Material for this exercise
────
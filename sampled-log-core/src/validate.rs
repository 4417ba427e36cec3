// Copyright Amazon.com, Inc. or its affiliates. All Rights Reserved.
// SPDX-License-Identifier: Apache-2.0

//! The record validator.
//!
//! Every record passes through here before the logger samples or buffers it. A record that fails
//! validation is a bug in the calling job, so validation failures are returned to the caller
//! immediately and never retried.
//!
//! The rules are:
//! 1. untyped input must be a mapping (a JSON object);
//! 2. every value must be a scalar: a number, a string or a boolean;
//! 3. metric names must be non-empty and must not start with `_`, which is reserved for the
//!    columns the logger adds itself (`_step`, `_timestamp`, `_runtime`);
//! 4. floating point values must be finite.
//!
//! All failures found in a record are reported together.

use std::fmt;

use crate::{Record, Scalar, Step};

/// Prefix reserved for the columns the logger adds to every record.
pub const RESERVED_PREFIX: char = '_';

/// An error type that describes why a record isn't valid.
///
/// Unlike the happy-case path, errors are free to allocate. We won't bend over backwards to ensure fast performance in
/// reporting why records are invalid!
#[derive(Clone)]
pub struct ValidationError(Vec<String>);

impl ValidationError {
    /// Create a builder that can be used to compose multiple validation failures into a single [`ValidationError`].
    /// Note that if no validation failures are added to the builder, [`ValidationErrorBuilder::build()`] will return
    /// [`Ok`].
    pub fn builder() -> ValidationErrorBuilder {
        ValidationErrorBuilder::default()
    }

    /// Extend this error with all of the validation failures recorded in `other`.
    pub fn extend(&mut self, other: Self) {
        self.0.extend(other.0);
    }

    /// Add the field `name` context for all of the validation failures reported in `self`.
    pub fn for_field(mut self, name: &str) -> Self {
        for err in self.0.iter_mut() {
            *err = format!("for `{name}`: {err}");
        }
        self
    }

    /// Record a generic validation failure with a reason string.
    pub fn invalid(reason: impl Into<String>) -> Self {
        Self(vec![reason.into()])
    }

    /// The individual failure messages
    pub fn reasons(&self) -> impl Iterator<Item = &str> {
        self.0.iter().map(String::as_str)
    }
}

impl fmt::Debug for ValidationError {
    fn fmt(&self, f: &mut fmt::Formatter<'_>) -> fmt::Result {
        f.debug_list().entries(&self.0).finish()
    }
}

impl fmt::Display for ValidationError {
    fn fmt(&self, f: &mut fmt::Formatter<'_>) -> fmt::Result {
        f.write_str(&self.0.join(", "))
    }
}

impl std::error::Error for ValidationError {}

/// Builder to record validation failures over time and bundle them into a single [`ValidationError`].
#[derive(Debug, Clone, Default)]
pub struct ValidationErrorBuilder(Vec<String>);

impl ValidationErrorBuilder {
    /// Returns [`Ok`] if no validation failures were recorded, otherwise [`Err`] [`ValidationError`] containing all of
    /// the recorded validation failures.
    pub fn build(self) -> Result<(), ValidationError> {
        if self.0.is_empty() {
            Ok(())
        } else {
            Err(ValidationError(self.0))
        }
    }

    /// Record a generic validation failure with a reason string.
    pub fn invalid(mut self, reason: impl Into<String>) -> Self {
        self.invalid_mut(reason);
        self
    }

    /// Record a generic validation failure with a reason string, but only require `&mut Self`.
    pub fn invalid_mut(&mut self, reason: impl Into<String>) -> &mut Self {
        self.0.push(reason.into());
        self
    }

    /// Extend this error with all of the validation failures recorded in `error`.
    pub fn extend(mut self, error: ValidationError) -> Self {
        self.extend_mut(error);
        self
    }

    /// Extend this error with all of the validation failures recorded in `error`, but only require `&mut Self`.
    pub fn extend_mut(&mut self, error: ValidationError) -> &mut Self {
        self.0.extend(error.0);
        self
    }
}

/// Check that `name` may be used as a metric name.
pub fn validate_name(name: &str) -> Result<(), ValidationError> {
    if name.is_empty() {
        Err(ValidationError::invalid("metric name must not be empty"))
    } else if name.starts_with(RESERVED_PREFIX) {
        Err(ValidationError::invalid(format!(
            "names starting with `{RESERVED_PREFIX}` are reserved"
        )))
    } else {
        Ok(())
    }
}

/// Check that `value` can be persisted.
pub fn validate_scalar(value: &Scalar) -> Result<(), ValidationError> {
    match value {
        Scalar::Float(f) if !f.is_finite() => Err(ValidationError::invalid(format!(
            "floating point values must be finite, got {f}"
        ))),
        _ => Ok(()),
    }
}

/// Check every name and value of `record`, reporting all failures at once.
pub fn validate_record(record: &Record) -> Result<(), ValidationError> {
    let mut errors = ValidationError::builder();
    for (name, value) in record.iter() {
        if let Err(err) = validate_name(name).and(validate_scalar(value)) {
            errors.extend_mut(err.for_field(name));
        }
    }
    errors.build()
}

/// Check that an explicitly requested step comes after the last accepted one.
pub fn validate_step(requested: Step, last: Option<Step>) -> Result<(), ValidationError> {
    match last {
        Some(last) if requested <= last => Err(ValidationError::invalid(format!(
            "step {requested} must be greater than the last logged step {last}"
        ))),
        _ => Ok(()),
    }
}

/// Convert untyped input into a [`Record`], checking that it is a mapping of scalars.
///
/// Key order is preserved. The resulting record is also checked with [`validate_record`].
///
/// ```
/// # use sampled_log_core::Record;
/// let record = Record::from_json(serde_json::json!({"loss": 0.5, "phase": "eval"})).unwrap();
/// assert_eq!(record.len(), 2);
///
/// let err = Record::from_json(serde_json::json!([1, 2, 3])).unwrap_err();
/// assert!(err.to_string().contains("must be a mapping"));
/// ```
pub fn record_from_json(value: serde_json::Value) -> Result<Record, ValidationError> {
    use serde_json::Value;

    let map = match value {
        Value::Object(map) => map,
        other => {
            return Err(ValidationError::invalid(format!(
                "record must be a mapping, got {}",
                json_kind(&other)
            )));
        }
    };

    let mut errors = ValidationError::builder();
    let mut record = Record::with_capacity(map.len());
    for (name, value) in map {
        let scalar = match value {
            Value::Bool(b) => Scalar::Bool(b),
            Value::String(s) => Scalar::Str(s),
            Value::Number(n) => {
                if let Some(v) = n.as_i64() {
                    Scalar::Int(v)
                } else if let Some(v) = n.as_u64() {
                    Scalar::UInt(v)
                } else if let Some(v) = n.as_f64() {
                    Scalar::Float(v)
                } else {
                    errors.invalid_mut(format!("for `{name}`: unrepresentable number {n}"));
                    continue;
                }
            }
            other => {
                errors.invalid_mut(format!(
                    "for `{name}`: values must be scalars, got {}",
                    json_kind(&other)
                ));
                continue;
            }
        };
        record.insert(name, scalar);
    }
    if let Err(err) = validate_record(&record) {
        errors.extend_mut(err);
    }
    errors.build().map(|()| record)
}

fn json_kind(value: &serde_json::Value) -> &'static str {
    use serde_json::Value;
    match value {
        Value::Null => "null",
        Value::Bool(_) => "a boolean",
        Value::Number(_) => "a number",
        Value::String(_) => "a string",
        Value::Array(_) => "an array",
        Value::Object(_) => "a mapping",
    }
}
────
Problem details
Please retype the data, matching it exactly.

The answer
filename sampled-log-core/src/validate.rs
repository 4417ba427e36cec3
// Copyright Amazon.com, Inc. or its affiliates. All Rights Reserved.
// SPDX-License-Identifier: Apache-2.0

//! The record validator.
//!
//! Every record passes through here before the logger samples or buffers it. A record that fails
//! validation is a bug in the calling job, so validation failures are returned to the caller
//! immediately and never retried.
//!
//! The rules are:
//! 1. untyped input must be a mapping (a JSON object);
//! 2. every value must be a scalar: a number, a string or a boolean;
//! 3. metric names must be non-empty and must not start with `_`, which is reserved for the
//!    columns the logger adds itself (`_step`, `_timestamp`, `_runtime`);
//! 4. floating point values must be finite.
//!
//! All failures found in a record are reported together.

use std::fmt;

use crate::{Record, Scalar, Step};

/// Prefix reserved for the columns the logger adds to every record.
pub const RESERVED_PREFIX: char = '_';

/// An error type that describes why a record isn't valid.
///
/// Unlike the happy-case path, errors are free to allocate. We won't bend over backwards to ensure fast performance in
/// reporting why records are invalid!
#[derive(Clone)]
pub struct ValidationError(Vec<String>);

impl ValidationError {
    /// Create a builder that can be used to compose multiple validation failures into a single [`ValidationError`].
    /// Note that if no validation failures are added to the builder, [`ValidationErrorBuilder::build()`] will return
    /// [`Ok`].
    pub fn builder() -> ValidationErrorBuilder {
        ValidationErrorBuilder::default()
    }

    /// Extend this error with all of the validation failures recorded in `other`.
    pub fn extend(&mut self, other: Self) {
        self.0.extend(other.0);
    }

    /// Add the field `name` context for all of the validation failures reported in `self`.
    pub fn for_field(mut self, name: &str) -> Self {
        for err in self.0.iter_mut() {
            *err = format!("for `{name}`: {err}");
        }
        self
    }

    /// Record a generic validation failure with a reason string.
    pub fn invalid(reason: impl Into<String>) -> Self {
        Self(vec![reason.into()])
    }

    /// The individual failure messages
    pub fn reasons(&self) -> impl Iterator<Item = &str> {
        self.0.iter().map(String::as_str)
    }
}

impl fmt::Debug for ValidationError {
    fn fmt(&self, f: &mut fmt::Formatter<'_>) -> fmt::Result {
        f.debug_list().entries(&self.0).finish()
    }
}

impl fmt::Display for ValidationError {
    fn fmt(&self, f: &mut fmt::Formatter<'_>) -> fmt::Result {
        f.write_str(&self.0.join(", "))
    }
}

impl std::error::Error for ValidationError {}

/// Builder to record validation failures over time and bundle them into a single [`ValidationError`].
#[derive(Debug, Clone, Default)]
pub struct ValidationErrorBuilder(Vec<String>);

impl ValidationErrorBuilder {
    /// Returns [`Ok`] if no validation failures were recorded, otherwise [`Err`] [`ValidationError`] containing all of
    /// the recorded validation failures.
    pub fn build(self) -> Result<(), ValidationError> {
        if self.0.is_empty() {
            Ok(())
        } else {
            Err(ValidationError(self.0))
        }
    }

    /// Record a generic validation failure with a reason string.
    pub fn invalid(mut self, reason: impl Into<String>) -> Self {
        self.invalid_mut(reason);
        self
    }

    /// Record a generic validation failure with a reason string, but only require `&mut Self`.
    pub fn invalid_mut(&mut self, reason: impl Into<String>) -> &mut Self {
        self.0.push(reason.into());
        self
    }

    /// Extend this error with all of the validation failures recorded in `error`.
    pub fn extend(mut self, error: ValidationError) -> Self {
        self.extend_mut(error);
        self
    }

    /// Extend this error with all of the validation failures recorded in `error`, but only require `&mut Self`.
    pub fn extend_mut(&mut self, error: ValidationError) -> &mut Self {
        self.0.extend(error.0);
        self
    }
}

/// Check that `name` may be used as a metric name.
pub fn validate_name(name: &str) -> Result<(), ValidationError> {
    if name.is_empty() {
        Err(ValidationError::invalid("metric name must not be empty"))
    } else if name.starts_with(RESERVED_PREFIX) {
        Err(ValidationError::invalid(format!(
            "names starting with `{RESERVED_PREFIX}` are reserved"
        )))
    } else {
        Ok(())
    }
}

/// Check that `value` can be persisted.
pub fn validate_scalar(value: &Scalar) -> Result<(), ValidationError> {
    match value {
        Scalar::Float(f) if !f.is_finite() => Err(ValidationError::invalid(format!(
            "floating point values must be finite, got {f}"
        ))),
        _ => Ok(()),
    }
}

/// Check every name and value of `record`, reporting all failures at once.
pub fn validate_record(record: &Record) -> Result<(), ValidationError> {
    let mut errors = ValidationError::builder();
    for (name, value) in record.iter() {
        if let Err(err) = validate_name(name).and(validate_scalar(value)) {
            errors.extend_mut(err.for_field(name));
        }
    }
    errors.build()
}

/// Check that an explicitly requested step comes after the last accepted one.
pub fn validate_step(requested: Step, last: Option<Step>) -> Result<(), ValidationError> {
    match last {
        Some(last) if requested <= last => Err(ValidationError::invalid(format!(
            "step {requested} must be greater than the last logged step {last}"
        ))),
        _ => Ok(()),
    }
}

/// Convert untyped input into a [`Record`], checking that it is a mapping of scalars.
///
/// Key order is preserved. The resulting record is also checked with [`validate_record`].
///
/// ```
/// # use sampled_log_core::Record;
/// let record = Record::from_json(serde_json::json!({"loss": 0.5, "phase": "eval"})).unwrap();
/// assert_eq!(record.len(), 2);
///
/// let err = Record::from_json(serde_json::json!([1, 2, 3])).unwrap_err();
/// assert!(err.to_string().contains("must be a mapping"));
/// ```
pub fn record_from_json(value: serde_json::Value) -> Result<Record, ValidationError> {
    use serde_json::Value;

    let map = match value {
        Value::Object(map) => map,
        other => {
            return Err(ValidationError::invalid(format!(
                "record must be a mapping, got {}",
                json_kind(&other)
            )));
        }
    };

    let mut errors = ValidationError::builder();
    let mut record = Record::with_capacity(map.len());
    for (name, value) in map {
        let scalar = match value {
            Value::Bool(b) => Scalar::Bool(b),
            Value::String(s) => Scalar::Str(s),
            Value::Number(n) => {
                if let Some(v) = n.as_i64() {
                    Scalar::Int(v)
                } else if let Some(v) = n.as_u64() {
                    Scalar::UInt(v)
                } else if let Some(v) = n.as_f64() {
                    Scalar::Float(v)
                } else {
                    errors.invalid_mut(format!("for `{name}`: unrepresentable number {n}"));
                    continue;
                }
            }
            other => {
                errors.invalid_mut(format!(
                    "for `{name}`: values must be scalars, got {}",
                    json_kind(&other)
                ));
                continue;
            }
        };
        record.insert(name, scalar);
    }
    if let Err(err) = validate_record(&record) {
        errors.extend_mut(err);
    }
    errors.build().map(|()| record)
}

fn json_kind(value: &serde_json::Value) -> &'static str {
    use serde_json::Value;
    match value {
        Value::Null => "null",
        Value::Bool(_) => "a boolean",
        Value::Number(_) => "a number",
        Value::String(_) => "a string",
        Value::Array(_) => "an array",
        Value::Object(_) => "a mapping",
    }
}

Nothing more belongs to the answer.